My path took me past the long abandoned Clinica Italiana. The clininic, a large edifice in that grand, marble-clad institutional style so common in the first half of the 20th century, was establsihed by the Societa Italiana di Beneficenza e Asistenza and was long counted among the better health care centers in the city.

I have memories of it because my grandfather was interned there at one point in the 1970s. He was so badly off that my parents took my brother and I there to see him in what amounted to an unspoken chance to say good bye. To our great joy h e recovered from that illness, and lived for another decade.

In the 1990s the hospital was forced to shut down as a result of the hostage crisis at the nearby Japanese ambassador's residence. It has since been acquired by the Mapfre company which planned to reopen it with a crematorium, which has not happened due to the neighbors' opposition. Until, and if, that gets resolved, the clinic is left to the vultures which haunt its roof.


At the end of the block, I found what I was looking for: a small, hole-in-the-wall restaurant, without an external sign.

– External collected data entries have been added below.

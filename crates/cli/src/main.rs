//! Realty Insights CLI
//!
//! A command-line tool for running SEO optimizations, querying the
//! prediction facade and checking the health of the insights server.

mod client;
mod commands;
mod config;
mod output;

use anyhow::Result;
use clap::{Parser, Subcommand};
use commands::{predict, seo, system};
use predict::PredictionQuery;

/// Realty Insights CLI
#[derive(Parser)]
#[command(name = "realty")]
#[command(author, version, about = "CLI for the Realty Insights server", long_about = None)]
pub struct Cli {
    /// API endpoint URL (can also be set via REALTY_API_URL env var)
    #[arg(long, env = "REALTY_API_URL")]
    pub api_url: Option<String>,

    /// Output format [default: table]
    #[arg(long, short)]
    pub format: Option<output::OutputFormat>,

    #[command(subcommand)]
    pub command: Commands,
}

#[derive(Subcommand)]
pub enum Commands {
    /// SEO content optimization
    #[command(subcommand)]
    Seo(SeoCommands),

    /// Prediction, anomaly and recommendation queries
    #[command(subcommand)]
    Predict(PredictCommands),

    /// Forecast job commands
    #[command(subcommand)]
    Forecast(ForecastCommands),

    /// Show server health and readiness
    Health,

    /// Manage local CLI defaults
    #[command(subcommand)]
    Config(ConfigCommands),
}

#[derive(Subcommand)]
pub enum SeoCommands {
    /// Optimize content and store the result
    Optimize(seo::ContentArgs),

    /// Research keywords for content
    Keywords(seo::ContentArgs),

    /// Compare researched keywords against competitors
    Competitors(seo::ContentArgs),

    /// Score content without rewriting it
    Score(seo::ContentArgs),

    /// Local SEO report for a property
    Local {
        /// Property identifier
        property_id: String,

        /// Location, e.g. "Austin, TX"
        #[arg(long, short)]
        location: String,
    },

    /// Show a stored optimization
    Show {
        /// Optimization ID
        id: i64,
    },

    /// List stored optimizations for a property
    History {
        /// Property identifier
        property_id: String,

        /// Zero-based page number
        #[arg(long, default_value = "0")]
        page: usize,

        /// Page size (defaults to the configured size, then 20)
        #[arg(long)]
        size: Option<usize>,
    },

    /// Technical audit of a stored optimization
    Audit {
        /// Optimization ID
        id: i64,
    },
}

#[derive(Subcommand)]
pub enum PredictCommands {
    /// Forecast resource usage
    ResourceUsage {
        /// Resource type, e.g. cpu or listing_slots
        resource_type: String,

        /// Forecast period, e.g. 24h or 7d
        #[arg(long, default_value = "24h")]
        period: String,

        #[command(flatten)]
        features: FeatureArgs,
    },

    /// Forecast traffic for a service
    Traffic {
        /// Service name
        service: String,

        /// Target date (YYYY-MM-DD)
        #[arg(long)]
        date: String,

        #[command(flatten)]
        features: FeatureArgs,
    },

    /// Detect anomalies in a metric series
    Anomalies {
        /// Metric name
        metric: String,

        /// Comma-separated values
        #[arg(long, value_delimiter = ',')]
        values: Vec<f64>,

        #[command(flatten)]
        features: FeatureArgs,
    },

    /// Get recommendations for a category
    Recommendations {
        /// Recommendation category, e.g. pricing
        category: String,

        #[command(flatten)]
        features: FeatureArgs,
    },

    /// Predict SLA compliance
    Sla {
        /// Service name
        service: String,

        /// Period, e.g. 30d
        #[arg(long, default_value = "30d")]
        period: String,

        #[command(flatten)]
        features: FeatureArgs,
    },

    /// Predict capacity needs
    Capacity {
        /// Resource type
        resource_type: String,

        /// Target date (YYYY-MM-DD)
        #[arg(long)]
        date: String,

        #[command(flatten)]
        features: FeatureArgs,
    },

    /// Predict cost optimization opportunities
    Cost {
        /// Service name
        service: String,

        /// Period, e.g. 30d
        #[arg(long, default_value = "30d")]
        period: String,

        #[command(flatten)]
        features: FeatureArgs,
    },
}

#[derive(Debug, Clone, clap::Args)]
pub struct FeatureArgs {
    /// Model input as key=value (repeatable)
    #[arg(long = "feature", short = 'F')]
    pub features: Vec<String>,
}

#[derive(Subcommand)]
pub enum ForecastCommands {
    /// Run every forecast pipeline once
    Run,
}

#[derive(Subcommand)]
pub enum ConfigCommands {
    /// Show the saved configuration
    Show,

    /// Save defaults to the configuration file
    Set {
        /// API endpoint URL
        #[arg(long)]
        api_url: Option<String>,

        /// Default output format
        #[arg(long)]
        format: Option<output::OutputFormat>,

        /// Default history page size
        #[arg(long)]
        page_size: Option<usize>,
    },
}

impl PredictCommands {
    fn into_query(self) -> (PredictionQuery, Vec<String>) {
        match self {
            PredictCommands::ResourceUsage {
                resource_type,
                period,
                features,
            } => (
                PredictionQuery::ResourceUsage {
                    resource_type,
                    period,
                },
                features.features,
            ),
            PredictCommands::Traffic {
                service,
                date,
                features,
            } => (
                PredictionQuery::Traffic {
                    service,
                    target_date: date,
                },
                features.features,
            ),
            PredictCommands::Anomalies {
                metric,
                values,
                features,
            } => (
                PredictionQuery::Anomalies { metric, values },
                features.features,
            ),
            PredictCommands::Recommendations { category, features } => (
                PredictionQuery::Recommendations { category },
                features.features,
            ),
            PredictCommands::Sla {
                service,
                period,
                features,
            } => (PredictionQuery::Sla { service, period }, features.features),
            PredictCommands::Capacity {
                resource_type,
                date,
                features,
            } => (
                PredictionQuery::Capacity {
                    resource_type,
                    target_date: date,
                },
                features.features,
            ),
            PredictCommands::Cost {
                service,
                period,
                features,
            } => (PredictionQuery::Cost { service, period }, features.features),
        }
    }
}

async fn run(cli: Cli) -> Result<()> {
    // Local config commands never reach the server
    if let Commands::Config(config_cmd) = cli.command {
        return match config_cmd {
            ConfigCommands::Show => system::show_config(),
            ConfigCommands::Set {
                api_url,
                format,
                page_size,
            } => system::set_config(api_url, format, page_size),
        };
    }

    let config = config::Config::load()?;
    let format = config.resolve_format(cli.format);
    let client = client::ApiClient::new(&config.resolve_api_url(cli.api_url))?;

    match cli.command {
        Commands::Seo(seo_cmd) => match seo_cmd {
            SeoCommands::Optimize(args) => seo::optimize(&client, args, format).await?,
            SeoCommands::Keywords(args) => seo::keywords(&client, args, format).await?,
            SeoCommands::Competitors(args) => seo::competitors(&client, args, format).await?,
            SeoCommands::Score(args) => seo::score(&client, args, format).await?,
            SeoCommands::Local {
                property_id,
                location,
            } => seo::local(&client, &property_id, &location, format).await?,
            SeoCommands::Show { id } => seo::show(&client, id, format).await?,
            SeoCommands::History {
                property_id,
                page,
                size,
            } => {
                let size = size.or(config.page_size).unwrap_or(20);
                seo::history(&client, &property_id, page, size, format).await?
            }
            SeoCommands::Audit { id } => seo::audit(&client, id, format).await?,
        },
        Commands::Predict(predict_cmd) => {
            let (query, pairs) = predict_cmd.into_query();
            let features = commands::parse_features(&pairs)?;
            predict::run(&client, query, features, format).await?;
        }
        Commands::Forecast(ForecastCommands::Run) => system::run_forecast(&client, format).await?,
        Commands::Health => system::health(&client, format).await?,
        Commands::Config(_) => {}
    }

    Ok(())
}

#[tokio::main]
async fn main() {
    let cli = Cli::parse();

    if let Err(e) = run(cli).await {
        if let Some(api_error) = e.downcast_ref::<client::ApiError>() {
            if api_error.status() == 404 {
                output::print_warning("Not found; check the ID or property and try again");
            }
        }
        output::print_error(&format!("{:#}", e));
        std::process::exit(1);
    }
}
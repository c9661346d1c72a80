//! Persistence of SEO optimization records
//!
//! The repository trait abstracts the store from the SEO facade. Two
//! adapters ship with the crate: an in-memory store and SQLite.

mod memory;
mod sqlite;

pub use memory::InMemorySeoRepository;
pub use sqlite::SqliteSeoRepository;

use async_trait::async_trait;
use chrono::{DateTime, Utc};
use serde::{Deserialize, Serialize};
use std::path::PathBuf;

/// Error type for repository operations
#[derive(Debug, thiserror::Error)]
pub enum RepositoryError {
    #[error("Database error: {0}")]
    Database(#[from] rusqlite::Error),

    #[error("Invalid stored record: {0}")]
    Corrupt(String),

    #[error("Storage task failed: {0}")]
    Task(String),
}

/// Record to insert; the store assigns id and creation time
#[derive(Debug, Clone, PartialEq)]
pub struct NewSeoOptimization {
    pub property_id: String,
    pub content_type: String,
    pub original_content: String,
    /// JSON text of the generated content
    pub optimized_content: String,
    /// JSON text of the meta tags
    pub meta_tags: String,
    /// JSON text of the structured data objects
    pub structured_data: String,
    pub seo_score: f64,
    /// JSON text of the recommendations
    pub recommendations: String,
}

/// Persisted SEO optimization, never mutated after insert
#[derive(Debug, Clone, PartialEq, Serialize, Deserialize)]
pub struct SeoOptimization {
    pub id: i64,
    pub property_id: String,
    pub content_type: String,
    pub original_content: String,
    pub optimized_content: String,
    pub meta_tags: String,
    pub structured_data: String,
    pub seo_score: f64,
    pub recommendations: String,
    pub created_at: DateTime<Utc>,
}

impl SeoOptimization {
    fn from_new(id: i64, record: NewSeoOptimization, created_at: DateTime<Utc>) -> Self {
        Self {
            id,
            property_id: record.property_id,
            content_type: record.content_type,
            original_content: record.original_content,
            optimized_content: record.optimized_content,
            meta_tags: record.meta_tags,
            structured_data: record.structured_data,
            seo_score: record.seo_score,
            recommendations: record.recommendations,
            created_at,
        }
    }
}

/// Zero-based page request
#[derive(Debug, Clone, Copy, PartialEq, Eq, Serialize, Deserialize)]
pub struct PageRequest {
    pub page: usize,
    pub size: usize,
}

impl PageRequest {
    pub const MAX_SIZE: usize = 100;

    pub fn new(page: usize, size: usize) -> Self {
        Self {
            page,
            size: size.clamp(1, Self::MAX_SIZE),
        }
    }

    /// Saturates instead of overflowing for out-of-range page numbers
    pub fn offset(&self) -> usize {
        self.page.saturating_mul(self.size)
    }
}

impl Default for PageRequest {
    fn default() -> Self {
        Self::new(0, 20)
    }
}

/// A page of records with pagination metadata
#[derive(Debug, Clone, Serialize, Deserialize)]
pub struct Page<T> {
    pub items: Vec<T>,
    pub total_count: usize,
    pub page: usize,
    pub size: usize,
    pub has_more: bool,
}

impl<T> Page<T> {
    pub fn new(items: Vec<T>, total_count: usize, request: PageRequest) -> Self {
        let has_more = request.offset().saturating_add(items.len()) < total_count;
        Self {
            items,
            total_count,
            page: request.page,
            size: request.size,
            has_more,
        }
    }
}

/// Storage settings
#[derive(Debug, Clone, Default, Deserialize)]
#[serde(default)]
pub struct StorageConfig {
    /// SQLite database file; records are kept in memory when unset
    pub database_path: Option<PathBuf>,
}

/// Store of SEO optimization records
#[async_trait]
pub trait SeoRepository: Send + Sync {
    /// Insert a record and return it with its assigned id
    async fn save(&self, record: NewSeoOptimization) -> Result<SeoOptimization, RepositoryError>;

    async fn find_by_id(&self, id: i64) -> Result<Option<SeoOptimization>, RepositoryError>;

    /// Records of one property, newest first
    async fn find_by_property_id(
        &self,
        property_id: &str,
        page: PageRequest,
    ) -> Result<Page<SeoOptimization>, RepositoryError>;
}

#[cfg(test)]
mod tests {
    use super::*;

    #[test]
    fn test_page_request_clamps_size() {
        assert_eq!(PageRequest::new(0, 0).size, 1);
        assert_eq!(PageRequest::new(0, 1000).size, PageRequest::MAX_SIZE);
        assert_eq!(PageRequest::new(3, 10).offset(), 30);
        assert_eq!(PageRequest::new(usize::MAX, 20).offset(), usize::MAX);
    }

    #[test]
    fn test_page_has_more() {
        let page = Page::new(vec![1, 2], 5, PageRequest::new(0, 2));
        assert!(page.has_more);

        let last = Page::new(vec![5], 5, PageRequest::new(2, 2));
        assert!(!last.has_more);
    }
}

This is Bodega Nishida, which began as corner grocery store run, as so many in this city, by Japanese immigrants. The son of the family, Carlos Nishida, acquired a knack for cooking and added cooked foods to the family business. In time this was expanded into Nishida restaurant right next door to the shop.

Nishida is known -among those who know about it- for its sandwiches, and specially for the unique flavor of its glazed pork (lechon glaceado) sandwiches. The pork is slowly cooked with cognac, pisco, red wine, honey, sugar, and aji colorado.


I had never eaten there before so I decided to eat my sandwich plain, without any dressings or condiments, the better to taste the pork. I must say that it was delicious, and well worth the search to be sure.

With Nishida being only two or three blocks from home, it may well get another visit from me at some lunch time.



Nishida
Burgos 310
San Isidro - Lima




La Bonbonniere

Just a block from San Felipe, on the fourth block of Burgos street, there is to be found one of Lima's classic cafes, La Bonbonniere. It has been there as long as I can remember and used to be famed for its pastries and, well, its bon bons. As as kid, I would occasionally be taken there by my parents, who would let me pick out a bon bon. To a child like myself the selection of treats, in its many shapes and colors, was as heady as their taste.

In the 1980s, however, La Bonbonniere -like so many institutions- fell on hard times due to the severe economic crisis and the war. It limped on, and was dealt what well could have been its death knell by the hostage crisis at the nearby Japanese ambassador's residence in 1996, which caused the police and military to cordon off the area. La Bonbonniere's owner, a lady from Belgium, was forced to sell the business.

Fortunately, it was picked up by Marisa Giulfo, one of Lima's most noted restauranteurs and caterers, and La Bonbonniere was revived, although now as a cafe and patisserie. Today the cafe is a bit more upscale than in its previous incarnation, if that can be imagined.

I decided to stop by there yesterday afternoon for a snack, and was well-rewarded with a chicken and mushroom empanada (turnover) and a capuccino.

The price for a prix fixe lunch (s/. 35) at La Bonbonniere is fairly high compared to places not too far away where a 3-course lunch can be obtained for s/. 6 (2 dollars), but the quality of the food is incomparable.

I might suggest that Susana and her friend, Aricia, head over there for the Tea Hour when they'll be here later in the month.